=== Given records ===

//! RITMO recognition service - Main entry point
//!
//! Records ambient audio, identifies it against a cloud recognizer, filters
//! results through the Ecuadorian-artist allow-list, enriches recognized
//! tracks via the iTunes Search API, and exposes the whole pipeline over a
//! REST/SSE API.

use std::net::SocketAddr;
use std::path::PathBuf;
use std::sync::Arc;

use anyhow::{Context, Result};
use clap::Parser;
use tokio::signal;
use tracing::{info, warn};
use tracing_subscriber::{layer::SubscriberExt, util::SubscriberInitExt};

use ritmo_common::db::{self, HistoryStore};
use ritmo_common::EventBus;
use ritmo_rec::allowlist::ArtistAllowlist;
use ritmo_rec::api;
use ritmo_rec::config;
use ritmo_rec::player::PreviewPlayer;
use ritmo_rec::recognizer::CloudRecognizer;
use ritmo_rec::services::ItunesClient;
use ritmo_rec::session::RecognitionSession;
use ritmo_rec::state::SharedState;

/// Command-line arguments for ritmo-rec
#[derive(Parser, Debug)]
#[command(name = "ritmo-rec")]
#[command(about = "Music recognition service for RITMO")]
#[command(version)]
struct Args {
    /// Port to listen on
    #[arg(short, long, default_value = "5750", env = "RITMO_PORT")]
    port: u16,

    /// Root folder for the database and service data
    #[arg(short, long, env = "RITMO_ROOT_FOLDER")]
    root_folder: Option<PathBuf>,

    /// Configuration file path
    #[arg(short, long, env = "RITMO_CONFIG")]
    config: Option<PathBuf>,
}

#[tokio::main]
async fn main() -> Result<()> {
    // Initialize tracing
    tracing_subscriber::registry()
        .with(
            tracing_subscriber::EnvFilter::try_from_default_env()
                .unwrap_or_else(|_| "ritmo_rec=debug,tower_http=debug".into()),
        )
        .with(tracing_subscriber::fmt::layer())
        .init();

    // Parse command-line arguments
    let args = Args::parse();

    info!("Starting RITMO recognition service on port {}", args.port);

    let root_folder = ritmo_common::config::resolve_root_folder(
        args.root_folder.as_deref().and_then(|p| p.to_str()),
        "RITMO_ROOT_FOLDER",
    )
    .context("Failed to resolve root folder")?;
    info!("Root folder: {}", root_folder.display());

    let config = config::load(args.config.as_deref()).context("Failed to load configuration")?;
    if config.recognizer.access_key.is_empty() {
        warn!("No recognizer access key configured; identify requests will be rejected upstream");
    }

    // Database and history store
    let db_path = root_folder.join("ritmo.db");
    let pool = db::init_database(&db_path)
        .await
        .context("Failed to initialize database")?;
    let history = HistoryStore::new(pool)
        .await
        .context("Failed to initialize history store")?;

    // Shared projections and event fan-out
    let state = Arc::new(SharedState::new());
    let events = EventBus::new(100);

    // Recognition pipeline
    let allowlist = match config.allowlist.artists.clone() {
        Some(artists) => {
            info!("Using configured allow-list ({} artists)", artists.len());
            ArtistAllowlist::new(artists)
        }
        None => ArtistAllowlist::builtin(),
    };

    let recognizer = Arc::new(
        CloudRecognizer::new(&config.recognizer).context("Failed to create cloud recognizer")?,
    );
    let lookup = ItunesClient::new().context("Failed to create iTunes client")?;

    let session = RecognitionSession::spawn(
        recognizer,
        lookup,
        allowlist,
        history.clone(),
        state.clone(),
        events.clone(),
    );

    // Preview playback
    let player = PreviewPlayer::spawn().context("Failed to start preview player")?;

    // Build the application router
    let app_state = api::AppState {
        session,
        state,
        history,
        player,
        events,
        port: args.port,
    };

    let app = api::create_router(app_state);

    // Create socket address
    let addr = SocketAddr::from(([0, 0, 0, 0], args.port));

    info!("Starting HTTP server on {}", addr);

    let listener = tokio::net::TcpListener::bind(addr)
        .await
        .context("Failed to bind to address")?;

    axum::serve(listener, app)
        .with_graceful_shutdown(shutdown_signal())
        .await
        .context("Server error")?;

    info!("Server shutdown complete");
    Ok(())
}

/// Graceful shutdown signal handler
async fn shutdown_signal() {
    let ctrl_c = async {
        signal::ctrl_c()
            .await
            .expect("Failed to install Ctrl+C handler");
    };

    #[cfg(unix)]
    let terminate = async {
        signal::unix::signal(signal::unix::SignalKind::terminate())
            .expect("Failed to install signal handler")
            .recv()
            .await;
    };

    #[cfg(not(unix))]
    let terminate = std::future::pending::<()>();

    tokio::select! {
        _ = ctrl_c => {
            info!("Received Ctrl+C, shutting down");
        },
        _ = terminate => {
            info!("Received terminate signal, shutting down");
        },
    }
}
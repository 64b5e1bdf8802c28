//! Preview playback
//!
//! Plays at most one short remote clip at a time. The rodio output stream is
//! not Send, so a dedicated thread owns it and takes commands over a
//! channel; the "is playing" signal is published through a watch channel.
//! Every failure path (empty URL, fetch error, decode error, device error)
//! collapses to "not playing" with a log line; no structured error goes up.

use anyhow::Context;
use rodio::{Decoder, OutputStream, OutputStreamBuilder, Sink};
use std::io::Cursor;
use std::sync::mpsc as std_mpsc;
use std::time::Duration;
use tokio::sync::watch;
use tracing::{debug, warn};

enum PlayerCommand {
    Play(Vec<u8>),
    Stop,
}

/// Handle to the playback thread
#[derive(Clone)]
pub struct PreviewPlayer {
    cmd_tx: std_mpsc::Sender<PlayerCommand>,
    playing_rx: watch::Receiver<bool>,
    http_client: reqwest::Client,
}

impl PreviewPlayer {
    /// Spawn the playback thread
    pub fn spawn() -> anyhow::Result<Self> {
        let (cmd_tx, cmd_rx) = std_mpsc::channel();
        let (playing_tx, playing_rx) = watch::channel(false);

        std::thread::Builder::new()
            .name("preview-player".to_string())
            .spawn(move || player_thread(cmd_rx, playing_tx))?;

        let http_client = reqwest::Client::builder()
            .timeout(Duration::from_secs(30))
            .build()
            .context("failed to build preview http client")?;

        Ok(Self {
            cmd_tx,
            playing_rx,
            http_client,
        })
    }

    /// Fetch and play a preview clip, stopping any current playback first
    pub async fn play(&self, url: &str) {
        // Halt the current clip before the fetch, not after it
        let _ = self.cmd_tx.send(PlayerCommand::Stop);

        if url.trim().is_empty() {
            warn!("Preview URL is empty, nothing to play");
            return;
        }

        let bytes = match self.fetch(url).await {
            Ok(bytes) => bytes,
            Err(e) => {
                warn!("Failed to fetch preview {}: {}", url, e);
                return;
            }
        };

        debug!(url = %url, bytes = bytes.len(), "Starting preview playback");
        let _ = self.cmd_tx.send(PlayerCommand::Play(bytes));
    }

    /// Stop playback; idempotent and safe when nothing is playing
    pub fn stop(&self) {
        let _ = self.cmd_tx.send(PlayerCommand::Stop);
    }

    /// Current playback signal
    pub fn is_playing(&self) -> bool {
        *self.playing_rx.borrow()
    }

    /// Subscribe to the playback signal
    pub fn observe_playing(&self) -> watch::Receiver<bool> {
        self.playing_rx.clone()
    }

    async fn fetch(&self, url: &str) -> anyhow::Result<Vec<u8>> {
        let response = self
            .http_client
            .get(url)
            .send()
            .await
            .context("request failed")?
            .error_for_status()
            .context("non-success status")?;
        let bytes = response.bytes().await.context("body read failed")?;
        Ok(bytes.to_vec())
    }
}

struct Output {
    stream: OutputStream,
    sink: Sink,
}

fn player_thread(cmd_rx: std_mpsc::Receiver<PlayerCommand>, playing_tx: watch::Sender<bool>) {
    let mut output: Option<Output> = None;

    loop {
        match cmd_rx.recv_timeout(Duration::from_millis(200)) {
            Ok(PlayerCommand::Play(bytes)) => {
                match start_playback(&mut output, bytes) {
                    Ok(()) => {
                        playing_tx.send_replace(true);
                    }
                    Err(e) => {
                        warn!("Preview playback failed: {:#}", e);
                        if let Some(out) = &output {
                            out.sink.stop();
                        }
                        playing_tx.send_replace(false);
                    }
                }
            }
            Ok(PlayerCommand::Stop) => {
                if let Some(out) = &output {
                    out.sink.stop();
                }
                playing_tx.send_replace(false);
            }
            Err(std_mpsc::RecvTimeoutError::Timeout) => {
                // Auto-reset the signal when the clip runs out
                if *playing_tx.borrow() {
                    if let Some(out) = &output {
                        if out.sink.empty() {
                            playing_tx.send_replace(false);
                        }
                    }
                }
            }
            Err(std_mpsc::RecvTimeoutError::Disconnected) => break,
        }
    }
}

fn start_playback(output: &mut Option<Output>, bytes: Vec<u8>) -> anyhow::Result<()> {
    if output.is_none() {
        // Device is opened lazily on the first play
        let mut stream = OutputStreamBuilder::from_default_device()
            .context("failed to open default output device")?
            .with_error_callback(|_| {})
            .open_stream_or_fallback()
            .context("failed to start output stream")?;
        stream.log_on_drop(false);
        let sink = Sink::connect_new(stream.mixer());
        *output = Some(Output { stream, sink });
    }

    let Some(out) = output.as_mut() else {
        anyhow::bail!("output stream unavailable");
    };

    // At most one active playback: replace the sink
    out.sink.stop();
    out.sink = Sink::connect_new(out.stream.mixer());

    let source = Decoder::new(Cursor::new(bytes)).context("failed to decode preview")?;
    out.sink.append(source);

    Ok(())
}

===

**What to do**
Nothing beyond the line containing "use ritmo_common::EventBus;" is to be output; the lines above, from the first one onward to that line, are to be transcribed exactly.

**Response to the task**
//! RITMO recognition service - Main entry point
//!
//! Records ambient audio, identifies it against a cloud recognizer, filters
//! results through the Ecuadorian-artist allow-list, enriches recognized
//! tracks via the iTunes Search API, and exposes the whole pipeline over a
//! REST/SSE API.

use std::net::SocketAddr;
use std::path::PathBuf;
use std::sync::Arc;

use anyhow::{Context, Result};
use clap::Parser;
use tokio::signal;
use tracing::{info, warn};
use tracing_subscriber::{layer::SubscriberExt, util::SubscriberInitExt};

use ritmo_common::db::{self, HistoryStore};
use ritmo_common::EventBus;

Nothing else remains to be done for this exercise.